(Beginning of DATA UNDER STUDY)

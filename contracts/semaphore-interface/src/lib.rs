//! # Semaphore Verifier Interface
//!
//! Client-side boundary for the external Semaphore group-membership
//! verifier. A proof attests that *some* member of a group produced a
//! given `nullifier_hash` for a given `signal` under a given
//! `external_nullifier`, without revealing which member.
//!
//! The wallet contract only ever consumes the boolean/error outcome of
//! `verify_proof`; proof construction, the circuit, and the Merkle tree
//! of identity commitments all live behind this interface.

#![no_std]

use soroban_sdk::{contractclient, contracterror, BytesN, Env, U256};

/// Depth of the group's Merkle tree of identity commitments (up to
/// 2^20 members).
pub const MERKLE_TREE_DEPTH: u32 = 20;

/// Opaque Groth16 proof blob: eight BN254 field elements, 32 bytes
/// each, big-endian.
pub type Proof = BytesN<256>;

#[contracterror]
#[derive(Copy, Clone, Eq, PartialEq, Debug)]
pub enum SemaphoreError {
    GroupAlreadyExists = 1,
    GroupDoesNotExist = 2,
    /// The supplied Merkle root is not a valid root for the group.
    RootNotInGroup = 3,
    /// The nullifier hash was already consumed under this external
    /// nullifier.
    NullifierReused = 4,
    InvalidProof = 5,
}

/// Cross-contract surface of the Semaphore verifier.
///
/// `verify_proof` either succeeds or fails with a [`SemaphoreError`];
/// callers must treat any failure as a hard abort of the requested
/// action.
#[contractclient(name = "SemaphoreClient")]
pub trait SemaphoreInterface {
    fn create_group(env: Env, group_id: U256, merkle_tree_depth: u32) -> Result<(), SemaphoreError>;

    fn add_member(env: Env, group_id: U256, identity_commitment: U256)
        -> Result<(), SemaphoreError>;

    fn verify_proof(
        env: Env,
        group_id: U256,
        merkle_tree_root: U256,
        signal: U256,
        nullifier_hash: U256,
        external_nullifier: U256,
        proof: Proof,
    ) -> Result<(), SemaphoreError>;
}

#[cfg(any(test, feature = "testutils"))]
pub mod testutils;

(End of DATA UNDER STUDY)
(Beginning of DATA UNDER STUDY)

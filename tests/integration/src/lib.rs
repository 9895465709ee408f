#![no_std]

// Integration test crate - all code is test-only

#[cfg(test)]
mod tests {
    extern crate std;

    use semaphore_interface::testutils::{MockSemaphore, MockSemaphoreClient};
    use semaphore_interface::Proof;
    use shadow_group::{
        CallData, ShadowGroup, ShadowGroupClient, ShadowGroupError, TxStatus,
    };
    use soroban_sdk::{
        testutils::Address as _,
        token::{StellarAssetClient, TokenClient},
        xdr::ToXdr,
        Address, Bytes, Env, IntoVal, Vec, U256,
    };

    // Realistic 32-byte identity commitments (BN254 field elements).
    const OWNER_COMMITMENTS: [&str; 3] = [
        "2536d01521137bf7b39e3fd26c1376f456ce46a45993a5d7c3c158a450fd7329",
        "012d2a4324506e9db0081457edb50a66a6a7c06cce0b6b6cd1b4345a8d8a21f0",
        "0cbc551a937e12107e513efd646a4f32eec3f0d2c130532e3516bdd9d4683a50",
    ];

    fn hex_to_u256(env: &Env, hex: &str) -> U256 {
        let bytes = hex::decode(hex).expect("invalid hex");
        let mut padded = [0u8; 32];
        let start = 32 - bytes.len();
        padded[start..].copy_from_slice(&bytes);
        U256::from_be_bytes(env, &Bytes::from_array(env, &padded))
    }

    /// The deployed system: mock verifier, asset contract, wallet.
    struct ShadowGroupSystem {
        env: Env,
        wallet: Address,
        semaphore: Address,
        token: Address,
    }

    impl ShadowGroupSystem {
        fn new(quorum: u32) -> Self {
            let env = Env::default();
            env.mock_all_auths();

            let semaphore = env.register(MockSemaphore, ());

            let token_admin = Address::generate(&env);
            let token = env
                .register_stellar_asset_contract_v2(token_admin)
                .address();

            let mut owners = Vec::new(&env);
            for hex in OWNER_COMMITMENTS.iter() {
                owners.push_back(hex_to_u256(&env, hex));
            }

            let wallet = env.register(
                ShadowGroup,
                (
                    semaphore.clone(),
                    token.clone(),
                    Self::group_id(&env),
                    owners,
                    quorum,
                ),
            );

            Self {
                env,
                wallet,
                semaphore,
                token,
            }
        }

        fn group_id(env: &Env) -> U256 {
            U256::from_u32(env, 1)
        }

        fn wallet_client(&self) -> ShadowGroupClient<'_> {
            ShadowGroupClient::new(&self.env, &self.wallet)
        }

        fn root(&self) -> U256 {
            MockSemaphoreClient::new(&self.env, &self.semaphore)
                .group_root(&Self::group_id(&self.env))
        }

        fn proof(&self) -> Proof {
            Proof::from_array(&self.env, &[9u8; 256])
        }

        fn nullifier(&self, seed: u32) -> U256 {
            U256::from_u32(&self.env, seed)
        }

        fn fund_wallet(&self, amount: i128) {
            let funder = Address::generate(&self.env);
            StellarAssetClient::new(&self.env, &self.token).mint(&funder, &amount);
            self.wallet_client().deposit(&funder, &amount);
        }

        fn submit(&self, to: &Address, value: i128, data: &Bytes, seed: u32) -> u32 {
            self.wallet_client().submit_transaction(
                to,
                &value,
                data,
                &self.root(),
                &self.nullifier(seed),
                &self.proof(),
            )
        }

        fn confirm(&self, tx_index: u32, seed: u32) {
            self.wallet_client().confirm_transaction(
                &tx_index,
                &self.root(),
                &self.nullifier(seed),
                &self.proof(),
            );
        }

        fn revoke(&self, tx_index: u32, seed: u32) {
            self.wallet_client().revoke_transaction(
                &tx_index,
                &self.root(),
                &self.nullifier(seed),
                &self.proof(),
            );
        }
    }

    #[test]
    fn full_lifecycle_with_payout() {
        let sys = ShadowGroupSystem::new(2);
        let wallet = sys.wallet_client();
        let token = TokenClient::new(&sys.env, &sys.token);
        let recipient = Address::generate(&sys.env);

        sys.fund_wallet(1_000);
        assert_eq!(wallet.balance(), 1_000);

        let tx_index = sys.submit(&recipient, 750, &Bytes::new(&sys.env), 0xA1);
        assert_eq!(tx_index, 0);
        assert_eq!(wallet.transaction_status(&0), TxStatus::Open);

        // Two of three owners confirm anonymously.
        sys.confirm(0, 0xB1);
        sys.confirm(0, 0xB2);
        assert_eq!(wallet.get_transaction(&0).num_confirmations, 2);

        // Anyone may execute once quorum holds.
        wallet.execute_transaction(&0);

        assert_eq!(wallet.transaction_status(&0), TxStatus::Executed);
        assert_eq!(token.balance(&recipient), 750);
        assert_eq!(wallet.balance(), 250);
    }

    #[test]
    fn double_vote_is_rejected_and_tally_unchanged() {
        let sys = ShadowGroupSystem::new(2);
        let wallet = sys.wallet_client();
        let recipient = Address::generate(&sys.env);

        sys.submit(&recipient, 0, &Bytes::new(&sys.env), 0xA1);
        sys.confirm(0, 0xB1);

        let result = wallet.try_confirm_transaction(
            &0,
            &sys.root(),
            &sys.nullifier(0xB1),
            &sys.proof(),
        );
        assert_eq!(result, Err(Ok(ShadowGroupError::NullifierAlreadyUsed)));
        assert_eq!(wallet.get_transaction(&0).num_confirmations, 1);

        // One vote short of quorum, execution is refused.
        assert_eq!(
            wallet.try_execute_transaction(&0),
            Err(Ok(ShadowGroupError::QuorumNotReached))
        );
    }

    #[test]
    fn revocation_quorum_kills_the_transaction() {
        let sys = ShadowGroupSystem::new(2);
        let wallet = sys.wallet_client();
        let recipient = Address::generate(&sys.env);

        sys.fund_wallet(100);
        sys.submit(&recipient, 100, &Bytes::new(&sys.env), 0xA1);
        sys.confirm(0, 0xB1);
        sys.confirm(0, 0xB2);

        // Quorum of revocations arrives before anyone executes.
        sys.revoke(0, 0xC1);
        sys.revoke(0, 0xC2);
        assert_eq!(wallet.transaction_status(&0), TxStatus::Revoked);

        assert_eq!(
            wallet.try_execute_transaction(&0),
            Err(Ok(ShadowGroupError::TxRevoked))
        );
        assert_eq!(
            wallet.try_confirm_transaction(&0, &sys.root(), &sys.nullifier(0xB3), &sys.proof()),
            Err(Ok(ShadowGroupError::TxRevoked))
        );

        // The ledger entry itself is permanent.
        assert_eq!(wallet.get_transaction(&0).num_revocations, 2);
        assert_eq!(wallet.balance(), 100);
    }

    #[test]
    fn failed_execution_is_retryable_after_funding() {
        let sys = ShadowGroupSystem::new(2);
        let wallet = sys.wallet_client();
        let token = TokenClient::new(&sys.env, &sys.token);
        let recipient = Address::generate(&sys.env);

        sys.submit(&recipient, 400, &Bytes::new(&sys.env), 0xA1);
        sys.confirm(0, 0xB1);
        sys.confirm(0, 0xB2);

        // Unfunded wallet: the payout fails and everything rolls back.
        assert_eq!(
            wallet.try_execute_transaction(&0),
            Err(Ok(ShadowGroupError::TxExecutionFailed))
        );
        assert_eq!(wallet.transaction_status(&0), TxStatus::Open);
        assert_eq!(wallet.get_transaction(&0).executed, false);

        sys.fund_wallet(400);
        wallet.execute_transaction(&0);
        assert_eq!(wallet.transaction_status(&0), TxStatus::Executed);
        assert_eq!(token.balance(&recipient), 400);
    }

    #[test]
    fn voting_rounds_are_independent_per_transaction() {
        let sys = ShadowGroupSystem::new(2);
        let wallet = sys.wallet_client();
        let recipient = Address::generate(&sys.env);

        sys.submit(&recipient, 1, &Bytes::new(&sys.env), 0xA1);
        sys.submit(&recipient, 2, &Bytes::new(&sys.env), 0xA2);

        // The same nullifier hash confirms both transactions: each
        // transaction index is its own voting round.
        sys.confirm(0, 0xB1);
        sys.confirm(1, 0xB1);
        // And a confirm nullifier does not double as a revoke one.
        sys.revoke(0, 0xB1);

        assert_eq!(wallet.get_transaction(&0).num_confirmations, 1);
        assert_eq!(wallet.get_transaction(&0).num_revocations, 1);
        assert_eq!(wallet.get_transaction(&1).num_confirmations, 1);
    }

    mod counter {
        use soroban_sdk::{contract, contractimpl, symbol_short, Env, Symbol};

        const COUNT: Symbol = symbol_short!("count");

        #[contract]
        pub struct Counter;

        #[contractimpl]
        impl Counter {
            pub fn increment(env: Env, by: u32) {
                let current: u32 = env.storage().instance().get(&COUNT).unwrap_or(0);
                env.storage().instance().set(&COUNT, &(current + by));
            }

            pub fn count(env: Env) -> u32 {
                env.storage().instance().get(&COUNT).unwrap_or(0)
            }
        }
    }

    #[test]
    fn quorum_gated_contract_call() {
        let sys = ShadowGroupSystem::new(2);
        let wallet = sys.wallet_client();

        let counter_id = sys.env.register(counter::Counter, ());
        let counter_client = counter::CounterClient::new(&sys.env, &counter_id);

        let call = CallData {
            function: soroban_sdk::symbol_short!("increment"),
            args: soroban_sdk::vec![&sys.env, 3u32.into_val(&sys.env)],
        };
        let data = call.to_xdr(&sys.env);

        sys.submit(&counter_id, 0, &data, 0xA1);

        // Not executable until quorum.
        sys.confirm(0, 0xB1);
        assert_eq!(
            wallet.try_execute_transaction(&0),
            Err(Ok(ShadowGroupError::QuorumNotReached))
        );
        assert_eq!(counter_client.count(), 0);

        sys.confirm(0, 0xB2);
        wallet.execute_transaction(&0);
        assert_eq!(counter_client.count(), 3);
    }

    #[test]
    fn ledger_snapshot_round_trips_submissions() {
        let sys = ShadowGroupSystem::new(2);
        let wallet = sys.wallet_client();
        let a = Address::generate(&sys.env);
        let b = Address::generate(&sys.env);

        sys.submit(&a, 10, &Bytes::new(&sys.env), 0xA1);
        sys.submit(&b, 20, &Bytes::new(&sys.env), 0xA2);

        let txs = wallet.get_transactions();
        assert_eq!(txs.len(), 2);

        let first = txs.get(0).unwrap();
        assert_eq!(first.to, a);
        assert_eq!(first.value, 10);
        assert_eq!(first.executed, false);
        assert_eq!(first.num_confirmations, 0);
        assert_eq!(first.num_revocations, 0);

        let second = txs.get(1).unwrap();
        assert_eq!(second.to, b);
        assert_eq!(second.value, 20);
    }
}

(End of DATA UNDER STUDY)

### [WORK TASK]
Among the entries above, find the line with "filename contracts/semaphore-interface/src/lib.rs" and the line with "pub mod testutils;"; give again exactly these two lines and all lines between them.

### [ANSWER TO THIS EXERCISE]
filename contracts/semaphore-interface/src/lib.rs
//! # Semaphore Verifier Interface
//!
//! Client-side boundary for the external Semaphore group-membership
//! verifier. A proof attests that *some* member of a group produced a
//! given `nullifier_hash` for a given `signal` under a given
//! `external_nullifier`, without revealing which member.
//!
//! The wallet contract only ever consumes the boolean/error outcome of
//! `verify_proof`; proof construction, the circuit, and the Merkle tree
//! of identity commitments all live behind this interface.

#![no_std]

use soroban_sdk::{contractclient, contracterror, BytesN, Env, U256};

/// Depth of the group's Merkle tree of identity commitments (up to
/// 2^20 members).
pub const MERKLE_TREE_DEPTH: u32 = 20;

/// Opaque Groth16 proof blob: eight BN254 field elements, 32 bytes
/// each, big-endian.
pub type Proof = BytesN<256>;

#[contracterror]
#[derive(Copy, Clone, Eq, PartialEq, Debug)]
pub enum SemaphoreError {
    GroupAlreadyExists = 1,
    GroupDoesNotExist = 2,
    /// The supplied Merkle root is not a valid root for the group.
    RootNotInGroup = 3,
    /// The nullifier hash was already consumed under this external
    /// nullifier.
    NullifierReused = 4,
    InvalidProof = 5,
}

/// Cross-contract surface of the Semaphore verifier.
///
/// `verify_proof` either succeeds or fails with a [`SemaphoreError`];
/// callers must treat any failure as a hard abort of the requested
/// action.
#[contractclient(name = "SemaphoreClient")]
pub trait SemaphoreInterface {
    fn create_group(env: Env, group_id: U256, merkle_tree_depth: u32) -> Result<(), SemaphoreError>;

    fn add_member(env: Env, group_id: U256, identity_commitment: U256)
        -> Result<(), SemaphoreError>;

    fn verify_proof(
        env: Env,
        group_id: U256,
        merkle_tree_root: U256,
        signal: U256,
        nullifier_hash: U256,
        external_nullifier: U256,
        proof: Proof,
    ) -> Result<(), SemaphoreError>;
}

#[cfg(any(test, feature = "testutils"))]
pub mod testutils;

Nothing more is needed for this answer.